Однако вскрыть тайные отделения старинного секретера маркетри начала XVIII века, не сломав его, сотрудники КГБ не смогли. Поэтому под руководством бабушки я показал им эти секретные места и как они открывались. Там лежали около 5 тысяч долларов США, а также огромное количество колец, сережек, браслетов с бриллиантами, рубинами, изумрудами и сапфирами, золотые фигурки слонов и других зверей арабского производства. Было оставлено после конфискации около десятка старинных драгоценностей, которые я передал бабушке. За одно, очень красивое кольцо пришлось побороться. Оно состояло из двух колец: одного старинного с крупным бриллиантом, другое было современное, сделанное на заказ американское кольцо в виде красивого узора с многочисленными маленькими бриллиантами. Сейчас такое кольцо стоило бы не меньше 10 тысяч долларов США. О.А. Добровольский говорил, что одно кольцо старинное, а другое современное. «Как поступить в данном случае?» После некоторых раздумий начальник группы следователей сказал своим коллегам: «Давайте проголосуем — отдать кольцо или нет?» Было решено оставить этот предмет, но только лично мне, а не бабушке, так как я убедил следователей в том, что составные части кольца неотъемлемы друг от друга. В связи с тем, что указанную вещь удалось отвоевать мне у кагэбэшников, бабушка в дальнейшем разрешила подарить драгоценность моей первой жене.

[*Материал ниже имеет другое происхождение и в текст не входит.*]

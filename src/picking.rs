//! Turning a pointer position into a point in the world.
//!
//! The pointer is cast as a ray from the camera and intersected with a plane
//! that faces the camera's position and passes through the scene origin.

use log::{debug, warn};
use nalgebra::{Point2, Point3, Vector3};

use crate::camera::Camera;

#[derive(Debug, Clone, Copy, PartialEq)]
pub struct Ray {
    pub origin: Point3<f32>,
    /// Unit length.
    pub direction: Vector3<f32>,
}

impl Ray {
    /// Ray from the camera through a point given in normalized device coordinates.
    pub fn from_camera(ndc: Point2<f32>, camera: &Camera) -> Ray {
        let origin = camera.position;
        let through = camera.unproject(Point3::new(ndc.x, ndc.y, 0.5));
        let direction = (through - origin)
            .try_normalize(f32::EPSILON)
            .unwrap_or_else(|| camera.get_direction());
        Ray { origin, direction }
    }

    pub fn at(&self, t: f32) -> Point3<f32> {
        self.origin + self.direction * t
    }

    /// Where the ray meets `plane`, if it does so at or ahead of the origin.
    ///
    /// A ray lying inside the plane meets it at its own origin.
    pub fn intersect_plane(&self, plane: &Plane) -> Option<Point3<f32>> {
        let denominator = plane.normal.dot(&self.direction);
        if denominator == 0.0 {
            if plane.distance_to_point(&self.origin) == 0.0 {
                return Some(self.origin);
            }
            return None;
        }

        let t = -(self.origin.coords.dot(&plane.normal) + plane.constant) / denominator;
        if t >= 0.0 {
            Some(self.at(t))
        } else {
            None
        }
    }
}

/// Plane `normal · p + constant = 0`.
#[derive(Debug, Clone, Copy, PartialEq)]
pub struct Plane {
    pub normal: Vector3<f32>,
    pub constant: f32,
}

impl Plane {
    pub fn from_normal_and_coplanar_point(normal: Vector3<f32>, point: &Point3<f32>) -> Plane {
        Plane {
            normal,
            constant: -point.coords.dot(&normal),
        }
    }

    pub fn distance_to_point(&self, point: &Point3<f32>) -> f32 {
        self.normal.dot(&point.coords) + self.constant
    }
}

/// Pointer-to-world projector. Remembers the last successful projection.
#[derive(Debug, Clone)]
pub struct PointerProjector {
    last_point: Point3<f32>,
}

impl Default for PointerProjector {
    fn default() -> Self {
        Self::new()
    }
}

impl PointerProjector {
    pub fn new() -> Self {
        Self {
            last_point: Point3::origin(),
        }
    }

    /// Pixel position within a `width` x `height` viewport to NDC.
    ///
    /// Left edge maps to -1, top edge to +1.
    pub fn pointer_to_ndc(x: f32, y: f32, width: u32, height: u32) -> Point2<f32> {
        Point2::new(
            (x / width.max(1) as f32) * 2.0 - 1.0,
            -(y / height.max(1) as f32) * 2.0 + 1.0,
        )
    }

    /// Project a pointer position onto the camera-facing plane through `origin`.
    ///
    /// When the ray misses the plane the previous point is kept and returned.
    pub fn project(
        &mut self,
        x: f32,
        y: f32,
        width: u32,
        height: u32,
        camera: &Camera,
        origin: &Point3<f32>,
    ) -> Point3<f32> {
        let ndc = Self::pointer_to_ndc(x, y, width, height);
        let ray = Ray::from_camera(ndc, camera);

        let normal = camera
            .position
            .coords
            .try_normalize(f32::EPSILON)
            .unwrap_or_else(|| -camera.get_direction());
        let plane = Plane::from_normal_and_coplanar_point(normal, origin);

        match ray.intersect_plane(&plane) {
            Some(point) => {
                debug!("pointer ({x}, {y}) -> {:?}", point.coords.as_slice());
                self.last_point = point;
            }
            None => warn!("pointer ray misses the projection plane, keeping {:?}", self.last_point.coords.as_slice()),
        }
        self.last_point
    }

    pub fn last_point(&self) -> Point3<f32> {
        self.last_point
    }
}

#[cfg(test)]
mod tests {
    use super::*;

    fn scene_camera(width: u32, height: u32) -> Camera {
        let mut camera = Camera::new(width as f32 / height as f32);
        camera.look_at(Point3::new(0.0, 2.0, 14.0), Point3::origin());
        camera
    }

    #[test]
    fn test_pointer_to_ndc_corners() {
        assert_eq!(PointerProjector::pointer_to_ndc(0.0, 0.0, 640, 480), Point2::new(-1.0, 1.0));
        assert_eq!(PointerProjector::pointer_to_ndc(640.0, 480.0, 640, 480), Point2::new(1.0, -1.0));
        assert_eq!(PointerProjector::pointer_to_ndc(320.0, 240.0, 640, 480), Point2::new(0.0, 0.0));
    }

    #[test]
    fn test_ray_through_center_points_at_target() {
        let camera = scene_camera(640, 480);
        let ray = Ray::from_camera(Point2::origin(), &camera);
        assert!((ray.direction - camera.get_direction()).norm() < 1e-4);
        assert!((ray.direction.norm() - 1.0).abs() < 1e-5);
    }

    #[test]
    fn test_intersect_plane() {
        let plane = Plane::from_normal_and_coplanar_point(Vector3::z(), &Point3::origin());
        let ray = Ray {
            origin: Point3::new(1.0, 2.0, 5.0),
            direction: -Vector3::z(),
        };
        assert_eq!(ray.intersect_plane(&plane), Some(Point3::new(1.0, 2.0, 0.0)));

        let behind = Ray {
            origin: Point3::new(0.0, 0.0, 5.0),
            direction: Vector3::z(),
        };
        assert_eq!(behind.intersect_plane(&plane), None);

        let parallel = Ray {
            origin: Point3::new(0.0, 0.0, 5.0),
            direction: Vector3::x(),
        };
        assert_eq!(parallel.intersect_plane(&plane), None);

        let inside = Ray {
            origin: Point3::new(3.0, 0.0, 0.0),
            direction: Vector3::x(),
        };
        assert_eq!(inside.intersect_plane(&plane), Some(Point3::new(3.0, 0.0, 0.0)));
    }

    #[test]
    fn test_center_pointer_projects_to_origin() {
        let camera = scene_camera(640, 480);
        let mut projector = PointerProjector::new();
        let p = projector.project(320.0, 240.0, 640, 480, &camera, &Point3::origin());
        assert!(p.coords.norm() < 1e-3, "{p:?}");
    }

    #[test]
    fn test_projected_point_lies_on_camera_facing_plane() {
        let camera = scene_camera(640, 480);
        let mut projector = PointerProjector::new();
        let p = projector.project(100.0, 50.0, 640, 480, &camera, &Point3::origin());

        let normal = camera.position.coords.normalize();
        assert!(p.coords.dot(&normal).abs() < 1e-3);
        assert!(p.x < 0.0 && p.y > 0.0);
        assert_eq!(projector.last_point(), p);
    }

    #[test]
    fn test_pointer_grid_lies_on_plane_from_any_viewpoint() {
        let mut projector = PointerProjector::new();
        let viewpoints = [
            Point3::new(0.0, 2.0, 14.0),
            Point3::new(9.0, 7.5, -6.0),
            Point3::new(-3.0, 12.0, 1.5),
        ];
        for eye in viewpoints {
            let mut camera = Camera::new(640.0 / 480.0);
            camera.look_at(eye, Point3::origin());
            let normal = eye.coords.normalize();

            for i in 0..=16 {
                for j in 0..=12 {
                    let p = projector.project(i as f32 * 40.0, j as f32 * 30.0, 640, 480, &camera, &Point3::origin());
                    assert!(normal.dot(&p.coords).abs() < 1e-4, "eye {eye:?}: {p:?}");
                }
            }
        }
    }

    #[test]
    fn test_missed_projection_keeps_last_point() {
        let mut projector = PointerProjector::new();
        assert_eq!(projector.last_point(), Point3::origin());

        let camera = scene_camera(640, 480);
        let first = projector.project(200.0, 200.0, 640, 480, &camera, &Point3::origin());

        // Looking straight away from the origin: every pointer ray faces away from the plane.
        let mut away = Camera::new(640.0 / 480.0);
        away.look_at(Point3::new(0.0, 0.0, 10.0), Point3::new(0.0, 0.0, 20.0));
        let kept = projector.project(320.0, 240.0, 640, 480, &away, &Point3::origin());
        assert_eq!(kept, first);
    }
}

Правда, некоторые старинные, довольно ценные вещи, которые я назвал как бабушкины, все же были конфискованы — бриллианты любила также и номенклатура.
Бриллианты, рубины, изумруды, сапфиры в описи имущества указывались как камни белого, красного, зеленого и синего цветов, а золото — как металл желтого цвета, и это делалось наверняка специально, так как в описи имущества они не были оценены даже приблизительно и могли быть скуплены по дешевке. Интересно, что оставленные нам драгоценности и исключенные из описи имущества именовались золотом, бриллиантами и т. д. По моей оценке, коллекция изъятых старинных и современных ювелирных изделий сейчас может стоить около 500 тысяч долларов США.
В стенном шкафу за деревянными панелями были спрятаны 12 икон рублевской школы с золотыми и серебряными окладами и старинный алтарь из металла желтого цвета с эмалью (так было написано в описи имущества). Сестра попросила оставить ей одну икону, сказав следующее: «Не молиться же мне на вашего Ленина». Ей было в этом отказано. О.А. Добровольский спросил меня, сколько приблизительно может стоить одна такая икона. Я ответил: «От 500 до 2 тысяч рублей, а возможно, и гораздо больше. Точно может определить только специалист». Однако, когда я прочитал опись имущества, все иконы и алтарь были оценены скопом ровно в 500 рублей. Я высказал свое удивление по этому поводу Добровольскому. Он ответил несколько смущенно: «Мы перепишем позднее данный пункт». Естественно, он никогда не был переписан. Я думаю, что упомянутые предметы сейчас могут стоить более 100 тысяч долларов США, не считая одной уникальной иконы, которая была направлена (уже после ее конфискации) на экспертизу в Третьяковскую галерею на предмет ее возможного написания самим Андреем Рублевым. О результатах экспертизы мне ничего не известно. Но если даже ее написал ученик великого иконописца, ее стоимость огромна. Была изъята и икона Казанской Божией Матери XVIII века, наверняка очень ценная.